Please let me know which exercise you work on to improve your strength in the comments. Also let me know in the comments if you have questions about the exercises. I look forward to hearing your results !

Best of luck!



  • comment-avatar

    Good informative article. It’s surprising how many people think strength training isn’t necessary when it comes to football/soccer. Just to elaborate on one point you touch upon is how key muscle stability is to avoid injury and you’ve suggested a great exercise re. dumb-bell rows. This helps with shoulder-blade stability a great deal. It doesn’t need to be a big weight at all either for these purposes.

    Anecdotally, I’ve heard mentioned that Bale’s legs are too fast for his body which is why he suffers with so many injuries. I don’t know if that’s true but I thought I’d share that fun ‘fact’, ha!


    • comment-avatar

      Hello Dan,

      You’re absolutely right about not needing to lift heavy when exercising. Many people feel they need to lift heavy in order to feel they are getting the full affect from a specific exercise. However, athletes must lift accordingly to their strength ability;it must be relative to them.

      I did not know that about Bale. That is very interesting. Ill have to read up about that. Thanks for sharing that !



  • comment-avatar
    Katie 12 months

    Larissa, thank you for this in-depth look at strength training for soccer athletes. I would definitely agree that it helps players on the field. Soccer games are long!

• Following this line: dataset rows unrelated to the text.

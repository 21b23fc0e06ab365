// Copyright (c) AlphaVelocity.
// All rights reserved.
//
// This source code is licensed under the license found in the
// LICENSE file in the root directory of this source tree.

use anyhow::Result;

use crate::config::{SettingKey, Settings, set_setting};
use crate::store::QuoteStore;
use crate::utils::pretty_table;

pub fn handle(store: &dyn QuoteStore, m: &clap::ArgMatches) -> Result<()> {
    match m.subcommand() {
        Some(("show", _)) => {
            let settings = Settings::load(store)?;
            let rows = SettingKey::ALL
                .iter()
                .map(|k| vec![k.to_string(), settings.value_of(*k)])
                .collect();
            println!("{}", pretty_table(&["Setting", "Value"], rows));
        }
        Some(("set", sub)) => {
            let key = sub.get_one::<String>("key").unwrap().parse::<SettingKey>()?;
            let value = set_setting(store, key, sub.get_one::<String>("value").unwrap())?;
            println!("{} set to {}", key, value);
        }
        _ => {}
    }
    Ok(())
}
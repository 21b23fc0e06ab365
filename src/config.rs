// Copyright (c) AlphaVelocity.
// All rights reserved.
//
// This source code is licensed under the license found in the
// LICENSE file in the root directory of this source tree.

use anyhow::{Result, anyhow};
use rust_decimal::Decimal;
use std::fmt;
use std::str::FromStr;
use tracing::warn;

use crate::store::QuoteStore;
use crate::utils::parse_decimal;

pub const DEFAULT_NOTES: &str = "1. 50% Advance payment required.\n2. Delivery within 4-6 weeks.\n3. Goods once sold cannot be returned.";

pub const GEMINI_API_BASE: &str = "https://generativelanguage.googleapis.com/v1beta";
pub const DEFAULT_AI_MODEL: &str = "gemini-2.5-flash";

#[derive(Debug, Clone, Copy, PartialEq, Eq)]
pub enum SettingKey {
    DefaultTaxRate,
    ValidityDays,
    CurrencySymbol,
    TaxLabel,
    NumberPrefix,
    BusinessName,
    BusinessTagline,
    BusinessAddress,
    BusinessEmail,
    BusinessGstin,
}

impl SettingKey {
    pub const ALL: [SettingKey; 10] = [
        SettingKey::DefaultTaxRate,
        SettingKey::ValidityDays,
        SettingKey::CurrencySymbol,
        SettingKey::TaxLabel,
        SettingKey::NumberPrefix,
        SettingKey::BusinessName,
        SettingKey::BusinessTagline,
        SettingKey::BusinessAddress,
        SettingKey::BusinessEmail,
        SettingKey::BusinessGstin,
    ];

    pub fn as_str(&self) -> &'static str {
        match self {
            SettingKey::DefaultTaxRate => "default_tax_rate",
            SettingKey::ValidityDays => "validity_days",
            SettingKey::CurrencySymbol => "currency_symbol",
            SettingKey::TaxLabel => "tax_label",
            SettingKey::NumberPrefix => "number_prefix",
            SettingKey::BusinessName => "business_name",
            SettingKey::BusinessTagline => "business_tagline",
            SettingKey::BusinessAddress => "business_address",
            SettingKey::BusinessEmail => "business_email",
            SettingKey::BusinessGstin => "business_gstin",
        }
    }

    pub fn default_value(&self) -> &'static str {
        match self {
            SettingKey::DefaultTaxRate => "10",
            SettingKey::ValidityDays => "30",
            SettingKey::CurrencySymbol => "₹",
            SettingKey::TaxLabel => "GST",
            SettingKey::NumberPrefix => "MQ",
            SettingKey::BusinessName => "ModuQuote",
            SettingKey::BusinessTagline => "Premium Modular Interiors",
            SettingKey::BusinessAddress => "123 Design Avenue, Creative City",
            SettingKey::BusinessEmail => "contact@moduquote.com",
            SettingKey::BusinessGstin => "29ABCDE1234F1Z5",
        }
    }

    /// Normalise a user-supplied value, rejecting ones the key cannot hold.
    pub fn validate(&self, raw: &str) -> Result<String> {
        let v = raw.trim();
        match self {
            SettingKey::DefaultTaxRate => {
                let d = parse_decimal(v)?;
                if d.is_sign_negative() {
                    return Err(anyhow!("Tax rate must not be negative"));
                }
                Ok(d.normalize().to_string())
            }
            SettingKey::ValidityDays => {
                let days: u32 = v
                    .parse()
                    .map_err(|_| anyhow!("Invalid validity days '{}'", v))?;
                Ok(days.to_string())
            }
            SettingKey::NumberPrefix => {
                if v.is_empty() || !v.chars().all(|c| c.is_ascii_alphanumeric()) {
                    return Err(anyhow!(
                        "Number prefix must be non-empty and alphanumeric, got '{}'",
                        v
                    ));
                }
                Ok(v.to_uppercase())
            }
            _ => Ok(v.to_string()),
        }
    }
}

impl fmt::Display for SettingKey {
    fn fmt(&self, f: &mut fmt::Formatter<'_>) -> fmt::Result {
        f.write_str(self.as_str())
    }
}

impl FromStr for SettingKey {
    type Err = anyhow::Error;

    fn from_str(s: &str) -> Result<Self> {
        let k = s.trim().to_lowercase().replace('-', "_");
        SettingKey::ALL
            .into_iter()
            .find(|key| key.as_str() == k)
            .ok_or_else(|| anyhow!("Unknown setting '{}'", s.trim()))
    }
}

/// Effective settings: stored values over built-in defaults.
#[derive(Debug, Clone, PartialEq)]
pub struct Settings {
    pub default_tax_rate: Decimal,
    pub validity_days: i64,
    pub currency_symbol: String,
    pub tax_label: String,
    pub number_prefix: String,
    pub business_name: String,
    pub business_tagline: String,
    pub business_address: String,
    pub business_email: String,
    pub business_gstin: String,
}

impl Default for Settings {
    fn default() -> Self {
        Self {
            default_tax_rate: Decimal::TEN,
            validity_days: 30,
            currency_symbol: SettingKey::CurrencySymbol.default_value().to_string(),
            tax_label: SettingKey::TaxLabel.default_value().to_string(),
            number_prefix: SettingKey::NumberPrefix.default_value().to_string(),
            business_name: SettingKey::BusinessName.default_value().to_string(),
            business_tagline: SettingKey::BusinessTagline.default_value().to_string(),
            business_address: SettingKey::BusinessAddress.default_value().to_string(),
            business_email: SettingKey::BusinessEmail.default_value().to_string(),
            business_gstin: SettingKey::BusinessGstin.default_value().to_string(),
        }
    }
}

impl Settings {
    pub fn load(store: &dyn QuoteStore) -> Result<Self> {
        let mut s = Settings::default();
        for key in SettingKey::ALL {
            let Some(raw) = store.setting(key.as_str())? else {
                continue;
            };
            if let Err(err) = s.assign(key, &raw) {
                warn!(setting = %key, value = %raw, error = %err, "ignoring stored setting");
            }
        }
        Ok(s)
    }

    fn assign(&mut self, key: SettingKey, raw: &str) -> Result<()> {
        let v = key.validate(raw)?;
        match key {
            SettingKey::DefaultTaxRate => self.default_tax_rate = parse_decimal(&v)?,
            SettingKey::ValidityDays => self.validity_days = v.parse()?,
            SettingKey::CurrencySymbol => self.currency_symbol = v,
            SettingKey::TaxLabel => self.tax_label = v,
            SettingKey::NumberPrefix => self.number_prefix = v,
            SettingKey::BusinessName => self.business_name = v,
            SettingKey::BusinessTagline => self.business_tagline = v,
            SettingKey::BusinessAddress => self.business_address = v,
            SettingKey::BusinessEmail => self.business_email = v,
            SettingKey::BusinessGstin => self.business_gstin = v,
        }
        Ok(())
    }

    pub fn value_of(&self, key: SettingKey) -> String {
        match key {
            SettingKey::DefaultTaxRate => self.default_tax_rate.normalize().to_string(),
            SettingKey::ValidityDays => self.validity_days.to_string(),
            SettingKey::CurrencySymbol => self.currency_symbol.clone(),
            SettingKey::TaxLabel => self.tax_label.clone(),
            SettingKey::NumberPrefix => self.number_prefix.clone(),
            SettingKey::BusinessName => self.business_name.clone(),
            SettingKey::BusinessTagline => self.business_tagline.clone(),
            SettingKey::BusinessAddress => self.business_address.clone(),
            SettingKey::BusinessEmail => self.business_email.clone(),
            SettingKey::BusinessGstin => self.business_gstin.clone(),
        }
    }
}

/// Validate and persist one setting; returns the stored form.
pub fn set_setting(store: &dyn QuoteStore, key: SettingKey, raw: &str) -> Result<String> {
    let v = key.validate(raw)?;
    store.set_setting(key.as_str(), &v)?;
    Ok(v)
}

/// Generative-AI provider settings, read from the environment.
#[derive(Clone, PartialEq)]
pub struct AiConfig {
    pub api_key: Option<String>,
    pub model: String,
    pub endpoint: String,
}

impl fmt::Debug for AiConfig {
    fn fmt(&self, f: &mut fmt::Formatter<'_>) -> fmt::Result {
        f.debug_struct("AiConfig")
            .field("api_key", &self.api_key.as_ref().map(|_| "<redacted>"))
            .field("model", &self.model)
            .field("endpoint", &self.endpoint)
            .finish()
    }
}

impl AiConfig {
    pub fn from_env() -> Self {
        Self::from_lookup(|k| std::env::var(k).ok())
    }

    pub fn from_lookup<F>(lookup: F) -> Self
    where
        F: Fn(&str) -> Option<String>,
    {
        let get = |k: &str| lookup(k).map(|v| v.trim().to_string()).filter(|v| !v.is_empty());
        Self {
            api_key: get("GEMINI_API_KEY").or_else(|| get("API_KEY")),
            model: get("MODUQUOTE_AI_MODEL").unwrap_or_else(|| DEFAULT_AI_MODEL.to_string()),
            endpoint: get("MODUQUOTE_AI_ENDPOINT")
                .map(|e| e.trim_end_matches('/').to_string())
                .unwrap_or_else(|| GEMINI_API_BASE.to_string()),
        }
    }
}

And I believe when you work out in the gym it not only builds strong muscles physically but gives a mental edge too knowing that you have done everything to prepare yourself well come game time. Thanks for sharing this!

    • comment-avatar

      Hello Katie,

      Yes, soccer games are very long, and not only are they extremely physically demanding but mentally as well. Your point on building strong legs as a contributing factor for giving athletes the mental edge they need, is a great one. Training hard in the gym forces the athlete to reach an uncomfortable state where they have the choice to either push through the pain, or give up. And over time, mental strength is created. I am glad you enjoyed this article.